Problem to work on: When the word "PartialEq" appears in a line of the data below, list that line.

*** Opening The data ***

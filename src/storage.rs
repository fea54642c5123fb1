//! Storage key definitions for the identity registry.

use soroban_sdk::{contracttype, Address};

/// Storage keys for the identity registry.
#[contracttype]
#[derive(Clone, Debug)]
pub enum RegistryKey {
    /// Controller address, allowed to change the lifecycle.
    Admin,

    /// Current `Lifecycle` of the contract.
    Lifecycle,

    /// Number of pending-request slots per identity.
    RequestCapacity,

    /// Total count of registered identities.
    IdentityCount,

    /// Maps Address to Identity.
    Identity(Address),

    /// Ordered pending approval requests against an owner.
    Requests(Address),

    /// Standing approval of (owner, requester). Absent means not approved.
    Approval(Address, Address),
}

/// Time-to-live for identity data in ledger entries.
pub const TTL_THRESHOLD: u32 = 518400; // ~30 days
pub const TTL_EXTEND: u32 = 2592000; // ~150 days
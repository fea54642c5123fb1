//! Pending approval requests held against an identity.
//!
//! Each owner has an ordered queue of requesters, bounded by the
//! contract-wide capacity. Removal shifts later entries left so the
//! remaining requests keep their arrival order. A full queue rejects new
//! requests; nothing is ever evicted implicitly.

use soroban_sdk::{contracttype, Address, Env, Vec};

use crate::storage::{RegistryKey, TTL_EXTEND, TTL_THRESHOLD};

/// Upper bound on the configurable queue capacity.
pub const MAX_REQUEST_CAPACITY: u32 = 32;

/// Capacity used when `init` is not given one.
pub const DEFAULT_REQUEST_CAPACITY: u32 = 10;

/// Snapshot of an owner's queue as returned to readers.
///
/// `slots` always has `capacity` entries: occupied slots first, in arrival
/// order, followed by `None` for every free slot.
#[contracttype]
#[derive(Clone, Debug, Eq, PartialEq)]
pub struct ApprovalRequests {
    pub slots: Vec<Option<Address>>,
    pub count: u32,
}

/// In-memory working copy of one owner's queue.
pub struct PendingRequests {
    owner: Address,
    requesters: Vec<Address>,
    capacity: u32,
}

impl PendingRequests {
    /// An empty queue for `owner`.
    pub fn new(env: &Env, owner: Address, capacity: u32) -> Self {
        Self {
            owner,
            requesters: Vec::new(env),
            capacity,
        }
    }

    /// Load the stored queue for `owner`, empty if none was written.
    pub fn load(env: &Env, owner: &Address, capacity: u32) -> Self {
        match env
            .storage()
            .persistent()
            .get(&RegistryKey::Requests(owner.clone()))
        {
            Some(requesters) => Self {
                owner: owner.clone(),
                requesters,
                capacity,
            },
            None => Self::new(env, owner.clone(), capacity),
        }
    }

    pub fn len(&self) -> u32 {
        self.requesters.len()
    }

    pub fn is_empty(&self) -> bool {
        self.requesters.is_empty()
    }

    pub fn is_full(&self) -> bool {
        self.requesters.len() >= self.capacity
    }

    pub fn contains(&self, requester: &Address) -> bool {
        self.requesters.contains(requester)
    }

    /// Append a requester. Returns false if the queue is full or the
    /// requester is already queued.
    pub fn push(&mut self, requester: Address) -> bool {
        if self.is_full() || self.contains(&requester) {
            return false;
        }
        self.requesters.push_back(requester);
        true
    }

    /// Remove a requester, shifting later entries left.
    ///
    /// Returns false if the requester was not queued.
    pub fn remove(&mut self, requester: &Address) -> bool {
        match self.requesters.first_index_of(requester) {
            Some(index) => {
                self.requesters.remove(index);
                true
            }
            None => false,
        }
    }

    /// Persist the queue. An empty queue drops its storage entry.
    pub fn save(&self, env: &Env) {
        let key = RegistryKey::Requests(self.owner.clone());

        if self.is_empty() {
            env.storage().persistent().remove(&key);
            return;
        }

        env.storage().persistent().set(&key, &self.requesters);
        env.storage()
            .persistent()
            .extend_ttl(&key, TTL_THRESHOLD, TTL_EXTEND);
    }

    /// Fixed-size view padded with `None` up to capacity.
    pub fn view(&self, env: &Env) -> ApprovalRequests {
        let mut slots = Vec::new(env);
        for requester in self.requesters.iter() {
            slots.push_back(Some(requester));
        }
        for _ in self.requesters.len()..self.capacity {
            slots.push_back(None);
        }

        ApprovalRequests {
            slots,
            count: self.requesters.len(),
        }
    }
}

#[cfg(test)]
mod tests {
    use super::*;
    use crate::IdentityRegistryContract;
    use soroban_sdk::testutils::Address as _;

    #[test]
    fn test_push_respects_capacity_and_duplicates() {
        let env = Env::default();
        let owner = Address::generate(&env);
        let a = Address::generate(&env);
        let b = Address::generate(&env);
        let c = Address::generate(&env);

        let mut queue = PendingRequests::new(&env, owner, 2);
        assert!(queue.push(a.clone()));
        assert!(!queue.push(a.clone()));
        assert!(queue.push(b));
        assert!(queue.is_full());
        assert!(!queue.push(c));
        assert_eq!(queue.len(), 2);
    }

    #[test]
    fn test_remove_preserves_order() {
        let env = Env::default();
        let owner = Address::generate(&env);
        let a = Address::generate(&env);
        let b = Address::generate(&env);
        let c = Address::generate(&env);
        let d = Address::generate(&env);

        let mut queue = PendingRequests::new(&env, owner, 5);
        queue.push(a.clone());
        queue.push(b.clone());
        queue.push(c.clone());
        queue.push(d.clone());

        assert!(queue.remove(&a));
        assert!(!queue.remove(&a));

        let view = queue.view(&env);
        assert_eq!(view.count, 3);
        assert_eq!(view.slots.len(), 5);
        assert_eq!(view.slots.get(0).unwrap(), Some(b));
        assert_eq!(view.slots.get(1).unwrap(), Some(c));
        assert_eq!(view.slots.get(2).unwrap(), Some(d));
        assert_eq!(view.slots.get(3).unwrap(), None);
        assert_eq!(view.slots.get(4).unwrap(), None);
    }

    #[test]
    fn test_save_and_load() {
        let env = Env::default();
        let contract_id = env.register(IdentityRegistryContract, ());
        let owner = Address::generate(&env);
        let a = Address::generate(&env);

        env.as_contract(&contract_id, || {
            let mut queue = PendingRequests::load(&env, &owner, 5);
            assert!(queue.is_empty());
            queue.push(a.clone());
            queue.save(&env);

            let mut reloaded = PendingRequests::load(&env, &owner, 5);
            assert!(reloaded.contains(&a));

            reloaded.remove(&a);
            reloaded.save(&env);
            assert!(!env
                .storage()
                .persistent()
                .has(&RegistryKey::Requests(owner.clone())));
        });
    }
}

*** Closing The data ***
*** Opening The data ***

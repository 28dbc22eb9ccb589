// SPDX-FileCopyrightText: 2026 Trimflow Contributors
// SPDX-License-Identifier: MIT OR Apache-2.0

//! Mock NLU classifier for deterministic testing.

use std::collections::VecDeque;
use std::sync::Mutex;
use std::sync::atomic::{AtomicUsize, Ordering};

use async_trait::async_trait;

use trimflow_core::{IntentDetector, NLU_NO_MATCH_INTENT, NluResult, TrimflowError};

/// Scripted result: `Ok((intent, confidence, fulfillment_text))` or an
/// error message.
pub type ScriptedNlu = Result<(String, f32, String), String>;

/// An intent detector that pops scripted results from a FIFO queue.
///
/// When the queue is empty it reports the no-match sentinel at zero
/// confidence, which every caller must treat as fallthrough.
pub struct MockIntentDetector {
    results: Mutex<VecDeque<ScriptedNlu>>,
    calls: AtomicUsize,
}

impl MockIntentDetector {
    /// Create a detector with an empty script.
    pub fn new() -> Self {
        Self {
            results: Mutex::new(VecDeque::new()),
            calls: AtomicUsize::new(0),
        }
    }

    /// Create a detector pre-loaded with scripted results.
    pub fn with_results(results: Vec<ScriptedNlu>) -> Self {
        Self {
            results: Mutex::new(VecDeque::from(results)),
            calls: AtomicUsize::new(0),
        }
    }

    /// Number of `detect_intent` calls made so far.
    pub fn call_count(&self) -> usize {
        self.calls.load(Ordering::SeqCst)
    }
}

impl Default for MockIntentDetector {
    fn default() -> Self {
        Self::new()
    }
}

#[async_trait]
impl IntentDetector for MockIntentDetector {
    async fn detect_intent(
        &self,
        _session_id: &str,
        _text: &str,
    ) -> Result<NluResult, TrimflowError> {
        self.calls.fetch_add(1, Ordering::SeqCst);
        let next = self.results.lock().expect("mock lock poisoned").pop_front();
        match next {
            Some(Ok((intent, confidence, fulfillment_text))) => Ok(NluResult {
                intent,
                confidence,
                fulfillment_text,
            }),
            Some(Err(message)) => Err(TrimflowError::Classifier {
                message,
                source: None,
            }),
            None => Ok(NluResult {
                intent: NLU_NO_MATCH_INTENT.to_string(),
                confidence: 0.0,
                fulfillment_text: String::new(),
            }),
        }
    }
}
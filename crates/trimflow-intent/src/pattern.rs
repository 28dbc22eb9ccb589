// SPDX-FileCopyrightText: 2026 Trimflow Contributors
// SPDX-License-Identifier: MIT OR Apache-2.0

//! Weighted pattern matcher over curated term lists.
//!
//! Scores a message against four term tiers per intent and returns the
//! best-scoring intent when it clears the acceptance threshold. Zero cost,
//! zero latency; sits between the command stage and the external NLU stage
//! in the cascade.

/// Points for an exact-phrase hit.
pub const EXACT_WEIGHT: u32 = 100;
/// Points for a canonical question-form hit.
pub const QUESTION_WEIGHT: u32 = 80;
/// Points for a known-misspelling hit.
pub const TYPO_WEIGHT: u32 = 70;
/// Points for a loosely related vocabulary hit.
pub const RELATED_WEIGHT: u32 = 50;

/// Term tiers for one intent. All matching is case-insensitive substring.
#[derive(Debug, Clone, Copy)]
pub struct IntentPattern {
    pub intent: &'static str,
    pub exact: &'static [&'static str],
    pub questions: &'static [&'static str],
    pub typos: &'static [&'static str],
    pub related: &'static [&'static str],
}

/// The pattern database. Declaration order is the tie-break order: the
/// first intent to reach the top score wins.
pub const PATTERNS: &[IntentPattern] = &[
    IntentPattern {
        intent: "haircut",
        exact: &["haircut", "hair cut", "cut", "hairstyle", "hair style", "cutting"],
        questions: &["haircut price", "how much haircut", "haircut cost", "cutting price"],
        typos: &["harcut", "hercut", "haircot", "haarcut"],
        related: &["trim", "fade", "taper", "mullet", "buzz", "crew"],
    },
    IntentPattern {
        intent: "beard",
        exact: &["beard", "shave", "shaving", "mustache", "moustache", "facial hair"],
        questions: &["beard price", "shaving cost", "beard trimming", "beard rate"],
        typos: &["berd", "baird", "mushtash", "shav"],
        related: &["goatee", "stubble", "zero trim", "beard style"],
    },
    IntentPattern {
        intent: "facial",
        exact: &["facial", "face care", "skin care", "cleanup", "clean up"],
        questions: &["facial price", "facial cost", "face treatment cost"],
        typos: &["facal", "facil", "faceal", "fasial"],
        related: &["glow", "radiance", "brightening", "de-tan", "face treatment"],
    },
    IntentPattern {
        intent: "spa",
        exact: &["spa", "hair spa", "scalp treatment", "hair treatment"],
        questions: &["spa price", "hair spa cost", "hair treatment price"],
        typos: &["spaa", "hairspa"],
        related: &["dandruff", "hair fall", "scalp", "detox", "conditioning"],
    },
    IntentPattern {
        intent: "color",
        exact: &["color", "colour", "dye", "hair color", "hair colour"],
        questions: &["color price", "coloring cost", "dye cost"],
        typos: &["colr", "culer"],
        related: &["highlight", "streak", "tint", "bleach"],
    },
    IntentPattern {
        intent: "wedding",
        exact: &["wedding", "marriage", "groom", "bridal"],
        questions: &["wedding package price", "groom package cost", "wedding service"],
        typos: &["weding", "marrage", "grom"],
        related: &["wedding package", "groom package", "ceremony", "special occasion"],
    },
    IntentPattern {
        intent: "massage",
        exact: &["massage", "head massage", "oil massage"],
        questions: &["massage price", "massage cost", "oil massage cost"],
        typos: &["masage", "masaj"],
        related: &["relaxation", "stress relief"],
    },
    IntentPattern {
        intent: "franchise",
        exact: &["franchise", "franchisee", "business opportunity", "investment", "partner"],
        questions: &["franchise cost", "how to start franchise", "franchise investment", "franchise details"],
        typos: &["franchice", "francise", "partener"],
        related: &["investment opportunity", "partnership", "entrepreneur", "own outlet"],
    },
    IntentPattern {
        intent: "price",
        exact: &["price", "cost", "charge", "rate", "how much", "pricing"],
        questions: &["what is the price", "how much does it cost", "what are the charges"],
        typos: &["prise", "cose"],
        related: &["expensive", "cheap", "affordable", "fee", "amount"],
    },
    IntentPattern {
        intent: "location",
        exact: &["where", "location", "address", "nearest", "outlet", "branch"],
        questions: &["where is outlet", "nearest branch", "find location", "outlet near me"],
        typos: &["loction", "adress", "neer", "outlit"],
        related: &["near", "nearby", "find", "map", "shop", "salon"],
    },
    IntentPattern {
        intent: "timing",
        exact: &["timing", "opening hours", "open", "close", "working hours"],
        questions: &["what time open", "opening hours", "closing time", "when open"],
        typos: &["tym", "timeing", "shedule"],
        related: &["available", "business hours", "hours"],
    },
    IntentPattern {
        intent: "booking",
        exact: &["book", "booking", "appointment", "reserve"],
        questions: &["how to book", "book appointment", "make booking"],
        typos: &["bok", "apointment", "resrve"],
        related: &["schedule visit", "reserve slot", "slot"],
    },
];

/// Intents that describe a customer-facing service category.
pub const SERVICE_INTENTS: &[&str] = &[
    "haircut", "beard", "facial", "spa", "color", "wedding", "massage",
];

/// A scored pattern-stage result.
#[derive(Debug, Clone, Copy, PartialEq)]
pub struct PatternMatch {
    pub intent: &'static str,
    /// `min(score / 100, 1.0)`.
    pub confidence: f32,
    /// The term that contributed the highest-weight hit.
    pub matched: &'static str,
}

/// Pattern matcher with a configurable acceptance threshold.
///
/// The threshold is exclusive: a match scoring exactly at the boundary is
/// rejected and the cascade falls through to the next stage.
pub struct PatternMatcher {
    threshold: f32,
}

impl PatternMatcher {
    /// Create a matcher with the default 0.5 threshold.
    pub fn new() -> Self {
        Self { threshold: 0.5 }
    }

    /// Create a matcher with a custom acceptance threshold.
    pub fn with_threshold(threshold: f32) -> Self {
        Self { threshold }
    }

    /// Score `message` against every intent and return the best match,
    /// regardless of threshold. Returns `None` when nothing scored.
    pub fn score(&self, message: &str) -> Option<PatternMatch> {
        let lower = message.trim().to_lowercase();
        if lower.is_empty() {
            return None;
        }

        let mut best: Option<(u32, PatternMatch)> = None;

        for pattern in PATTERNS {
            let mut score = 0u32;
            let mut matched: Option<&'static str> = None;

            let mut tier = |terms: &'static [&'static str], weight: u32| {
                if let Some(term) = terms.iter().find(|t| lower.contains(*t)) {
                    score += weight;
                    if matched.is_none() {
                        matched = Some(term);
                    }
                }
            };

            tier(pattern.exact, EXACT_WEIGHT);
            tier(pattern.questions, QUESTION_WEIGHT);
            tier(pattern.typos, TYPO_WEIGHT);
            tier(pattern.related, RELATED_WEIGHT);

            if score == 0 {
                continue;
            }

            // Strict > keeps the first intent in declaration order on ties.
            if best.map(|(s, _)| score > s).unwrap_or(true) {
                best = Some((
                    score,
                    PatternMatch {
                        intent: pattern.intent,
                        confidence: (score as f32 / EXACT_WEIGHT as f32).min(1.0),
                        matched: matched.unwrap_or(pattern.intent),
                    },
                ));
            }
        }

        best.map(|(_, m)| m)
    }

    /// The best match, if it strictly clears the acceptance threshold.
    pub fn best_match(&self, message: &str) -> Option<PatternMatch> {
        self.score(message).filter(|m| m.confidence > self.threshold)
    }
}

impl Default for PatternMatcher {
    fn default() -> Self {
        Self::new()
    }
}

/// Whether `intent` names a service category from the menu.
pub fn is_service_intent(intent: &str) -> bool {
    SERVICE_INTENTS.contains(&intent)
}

*** Closing The data ***

Response:
#[derive(Clone, Debug, Eq, PartialEq)]
#[derive(Debug, Clone, Copy, PartialEq)]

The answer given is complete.